Given data section start

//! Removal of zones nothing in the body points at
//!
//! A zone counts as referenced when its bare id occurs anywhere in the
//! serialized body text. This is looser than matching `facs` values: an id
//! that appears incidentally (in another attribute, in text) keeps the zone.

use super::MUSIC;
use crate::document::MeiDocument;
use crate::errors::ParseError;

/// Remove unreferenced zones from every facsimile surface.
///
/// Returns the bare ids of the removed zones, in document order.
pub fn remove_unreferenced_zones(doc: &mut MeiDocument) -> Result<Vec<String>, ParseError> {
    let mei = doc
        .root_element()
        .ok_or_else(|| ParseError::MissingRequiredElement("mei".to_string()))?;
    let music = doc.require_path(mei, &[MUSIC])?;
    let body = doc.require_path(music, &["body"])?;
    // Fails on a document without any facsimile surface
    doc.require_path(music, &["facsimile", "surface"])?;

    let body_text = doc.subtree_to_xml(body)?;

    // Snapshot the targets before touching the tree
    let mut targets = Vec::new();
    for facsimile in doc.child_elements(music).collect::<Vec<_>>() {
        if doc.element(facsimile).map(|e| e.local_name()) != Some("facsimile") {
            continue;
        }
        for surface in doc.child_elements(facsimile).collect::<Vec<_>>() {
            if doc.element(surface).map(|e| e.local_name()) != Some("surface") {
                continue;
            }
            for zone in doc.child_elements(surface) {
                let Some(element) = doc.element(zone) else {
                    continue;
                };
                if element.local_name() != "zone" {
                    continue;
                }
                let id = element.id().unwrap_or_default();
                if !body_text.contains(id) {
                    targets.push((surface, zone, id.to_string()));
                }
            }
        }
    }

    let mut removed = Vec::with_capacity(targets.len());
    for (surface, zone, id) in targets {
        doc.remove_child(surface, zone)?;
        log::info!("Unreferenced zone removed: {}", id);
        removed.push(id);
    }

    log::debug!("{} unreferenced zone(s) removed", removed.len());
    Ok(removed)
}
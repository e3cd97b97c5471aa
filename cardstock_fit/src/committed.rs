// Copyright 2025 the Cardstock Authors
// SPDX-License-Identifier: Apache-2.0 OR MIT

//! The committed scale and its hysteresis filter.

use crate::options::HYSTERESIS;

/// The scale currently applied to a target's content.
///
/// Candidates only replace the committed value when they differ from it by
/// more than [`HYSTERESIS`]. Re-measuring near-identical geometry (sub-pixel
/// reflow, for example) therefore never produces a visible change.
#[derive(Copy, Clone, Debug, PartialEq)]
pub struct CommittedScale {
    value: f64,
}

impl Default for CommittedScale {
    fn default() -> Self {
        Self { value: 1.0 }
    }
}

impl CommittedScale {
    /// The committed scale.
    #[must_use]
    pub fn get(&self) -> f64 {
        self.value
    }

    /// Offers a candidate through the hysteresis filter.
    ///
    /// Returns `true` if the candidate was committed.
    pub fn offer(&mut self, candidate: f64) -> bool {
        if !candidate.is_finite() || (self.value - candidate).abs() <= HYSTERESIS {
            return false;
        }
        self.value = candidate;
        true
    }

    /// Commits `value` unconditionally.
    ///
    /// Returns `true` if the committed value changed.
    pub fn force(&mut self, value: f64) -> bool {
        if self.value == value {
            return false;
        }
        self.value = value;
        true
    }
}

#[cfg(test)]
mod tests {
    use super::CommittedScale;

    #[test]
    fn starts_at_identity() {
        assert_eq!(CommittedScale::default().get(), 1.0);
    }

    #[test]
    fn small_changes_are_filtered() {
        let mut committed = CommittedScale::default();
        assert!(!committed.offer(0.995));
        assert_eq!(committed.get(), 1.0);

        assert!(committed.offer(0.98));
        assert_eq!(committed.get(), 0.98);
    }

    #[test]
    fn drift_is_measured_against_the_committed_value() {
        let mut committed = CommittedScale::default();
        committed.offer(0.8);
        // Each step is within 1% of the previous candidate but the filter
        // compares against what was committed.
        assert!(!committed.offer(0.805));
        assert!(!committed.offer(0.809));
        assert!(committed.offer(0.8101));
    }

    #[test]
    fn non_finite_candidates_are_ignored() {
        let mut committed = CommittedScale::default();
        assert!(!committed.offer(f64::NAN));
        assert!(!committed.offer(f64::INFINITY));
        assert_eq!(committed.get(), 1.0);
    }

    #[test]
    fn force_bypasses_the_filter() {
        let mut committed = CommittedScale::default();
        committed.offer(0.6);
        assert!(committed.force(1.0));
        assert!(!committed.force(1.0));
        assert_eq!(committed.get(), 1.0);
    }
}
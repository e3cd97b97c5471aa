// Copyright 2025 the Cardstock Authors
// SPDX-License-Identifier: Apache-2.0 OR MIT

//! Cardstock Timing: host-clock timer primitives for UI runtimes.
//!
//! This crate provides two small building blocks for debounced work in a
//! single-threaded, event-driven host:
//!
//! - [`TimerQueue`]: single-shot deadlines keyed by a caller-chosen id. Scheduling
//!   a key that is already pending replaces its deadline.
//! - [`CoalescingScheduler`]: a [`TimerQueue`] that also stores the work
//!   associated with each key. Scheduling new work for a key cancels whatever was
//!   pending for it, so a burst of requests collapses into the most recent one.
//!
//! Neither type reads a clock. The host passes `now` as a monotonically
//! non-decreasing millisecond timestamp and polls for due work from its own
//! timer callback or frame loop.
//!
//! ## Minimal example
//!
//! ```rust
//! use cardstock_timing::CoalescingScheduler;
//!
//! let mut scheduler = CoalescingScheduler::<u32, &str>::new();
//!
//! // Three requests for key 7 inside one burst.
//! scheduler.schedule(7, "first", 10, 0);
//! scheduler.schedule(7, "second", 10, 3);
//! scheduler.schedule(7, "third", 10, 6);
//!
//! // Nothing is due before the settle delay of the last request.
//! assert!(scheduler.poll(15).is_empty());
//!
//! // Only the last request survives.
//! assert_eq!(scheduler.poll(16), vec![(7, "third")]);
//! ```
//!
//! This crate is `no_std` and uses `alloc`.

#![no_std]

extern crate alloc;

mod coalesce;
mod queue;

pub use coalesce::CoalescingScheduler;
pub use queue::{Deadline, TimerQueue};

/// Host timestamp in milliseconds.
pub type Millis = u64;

Given data section end

### Exercise description
Restate all of the entries exactly, please.

### Worked solution
//! Removal of zones nothing in the body points at
//!
//! A zone counts as referenced when its bare id occurs anywhere in the
//! serialized body text. This is looser than matching `facs` values: an id
//! that appears incidentally (in another attribute, in text) keeps the zone.

use super::MUSIC;
use crate::document::MeiDocument;
use crate::errors::ParseError;

/// Remove unreferenced zones from every facsimile surface.
///
/// Returns the bare ids of the removed zones, in document order.
pub fn remove_unreferenced_zones(doc: &mut MeiDocument) -> Result<Vec<String>, ParseError> {
    let mei = doc
        .root_element()
        .ok_or_else(|| ParseError::MissingRequiredElement("mei".to_string()))?;
    let music = doc.require_path(mei, &[MUSIC])?;
    let body = doc.require_path(music, &["body"])?;
    // Fails on a document without any facsimile surface
    doc.require_path(music, &["facsimile", "surface"])?;

    let body_text = doc.subtree_to_xml(body)?;

    // Snapshot the targets before touching the tree
    let mut targets = Vec::new();
    for facsimile in doc.child_elements(music).collect::<Vec<_>>() {
        if doc.element(facsimile).map(|e| e.local_name()) != Some("facsimile") {
            continue;
        }
        for surface in doc.child_elements(facsimile).collect::<Vec<_>>() {
            if doc.element(surface).map(|e| e.local_name()) != Some("surface") {
                continue;
            }
            for zone in doc.child_elements(surface) {
                let Some(element) = doc.element(zone) else {
                    continue;
                };
                if element.local_name() != "zone" {
                    continue;
                }
                let id = element.id().unwrap_or_default();
                if !body_text.contains(id) {
                    targets.push((surface, zone, id.to_string()));
                }
            }
        }
    }

    let mut removed = Vec::with_capacity(targets.len());
    for (surface, zone, id) in targets {
        doc.remove_child(surface, zone)?;
        log::info!("Unreferenced zone removed: {}", id);
        removed.push(id);
    }

    log::debug!("{} unreferenced zone(s) removed", removed.len());
    Ok(removed)
}
repository e3cd97b97c5471aa
filename cardstock_fit/src/committed.rs
// Copyright 2025 the Cardstock Authors
// SPDX-License-Identifier: Apache-2.0 OR MIT

//! The committed scale and its hysteresis filter.

use crate::options::HYSTERESIS;

/// The scale currently applied to a target's content.
///
/// Candidates only replace the committed value when they differ from it by
/// more than [`HYSTERESIS`]. Re-measuring near-identical geometry (sub-pixel
/// reflow, for example) therefore never produces a visible change.
#[derive(Copy, Clone, Debug, PartialEq)]
pub struct CommittedScale {
    value: f64,
}

impl Default for CommittedScale {
    fn default() -> Self {
        Self { value: 1.0 }
    }
}

impl CommittedScale {
    /// The committed scale.
    #[must_use]
    pub fn get(&self) -> f64 {
        self.value
    }

    /// Offers a candidate through the hysteresis filter.
    ///
    /// Returns `true` if the candidate was committed.
    pub fn offer(&mut self, candidate: f64) -> bool {
        if !candidate.is_finite() || (self.value - candidate).abs() <= HYSTERESIS {
            return false;
        }
        self.value = candidate;
        true
    }

    /// Commits `value` unconditionally.
    ///
    /// Returns `true` if the committed value changed.
    pub fn force(&mut self, value: f64) -> bool {
        if self.value == value {
            return false;
        }
        self.value = value;
        true
    }
}

#[cfg(test)]
mod tests {
    use super::CommittedScale;

    #[test]
    fn starts_at_identity() {
        assert_eq!(CommittedScale::default().get(), 1.0);
    }

    #[test]
    fn small_changes_are_filtered() {
        let mut committed = CommittedScale::default();
        assert!(!committed.offer(0.995));
        assert_eq!(committed.get(), 1.0);

        assert!(committed.offer(0.98));
        assert_eq!(committed.get(), 0.98);
    }

    #[test]
    fn drift_is_measured_against_the_committed_value() {
        let mut committed = CommittedScale::default();
        committed.offer(0.8);
        // Each step is within 1% of the previous candidate but the filter
        // compares against what was committed.
        assert!(!committed.offer(0.805));
        assert!(!committed.offer(0.809));
        assert!(committed.offer(0.8101));
    }

    #[test]
    fn non_finite_candidates_are_ignored() {
        let mut committed = CommittedScale::default();
        assert!(!committed.offer(f64::NAN));
        assert!(!committed.offer(f64::INFINITY));
        assert_eq!(committed.get(), 1.0);
    }

    #[test]
    fn force_bypasses_the_filter() {
        let mut committed = CommittedScale::default();
        committed.offer(0.6);
        assert!(committed.force(1.0));
        assert!(!committed.force(1.0));
        assert_eq!(committed.get(), 1.0);
    }
}
repository e3cd97b97c5471aa
// Copyright 2025 the Cardstock Authors
// SPDX-License-Identifier: Apache-2.0 OR MIT

//! Cardstock Timing: host-clock timer primitives for UI runtimes.
//!
//! This crate provides two small building blocks for debounced work in a
//! single-threaded, event-driven host:
//!
//! - [`TimerQueue`]: single-shot deadlines keyed by a caller-chosen id. Scheduling
//!   a key that is already pending replaces its deadline.
//! - [`CoalescingScheduler`]: a [`TimerQueue`] that also stores the work
//!   associated with each key. Scheduling new work for a key cancels whatever was
//!   pending for it, so a burst of requests collapses into the most recent one.
//!
//! Neither type reads a clock. The host passes `now` as a monotonically
//! non-decreasing millisecond timestamp and polls for due work from its own
//! timer callback or frame loop.
//!
//! ## Minimal example
//!
//! ```rust
//! use cardstock_timing::CoalescingScheduler;
//!
//! let mut scheduler = CoalescingScheduler::<u32, &str>::new();
//!
//! // Three requests for key 7 inside one burst.
//! scheduler.schedule(7, "first", 10, 0);
//! scheduler.schedule(7, "second", 10, 3);
//! scheduler.schedule(7, "third", 10, 6);
//!
//! // Nothing is due before the settle delay of the last request.
//! assert!(scheduler.poll(15).is_empty());
//!
//! // Only the last request survives.
//! assert_eq!(scheduler.poll(16), vec![(7, "third")]);
//! ```
//!
//! This crate is `no_std` and uses `alloc`.

#![no_std]

extern crate alloc;

mod coalesce;
mod queue;

pub use coalesce::CoalescingScheduler;
pub use queue::{Deadline, TimerQueue};

/// Host timestamp in milliseconds.
pub type Millis = u64;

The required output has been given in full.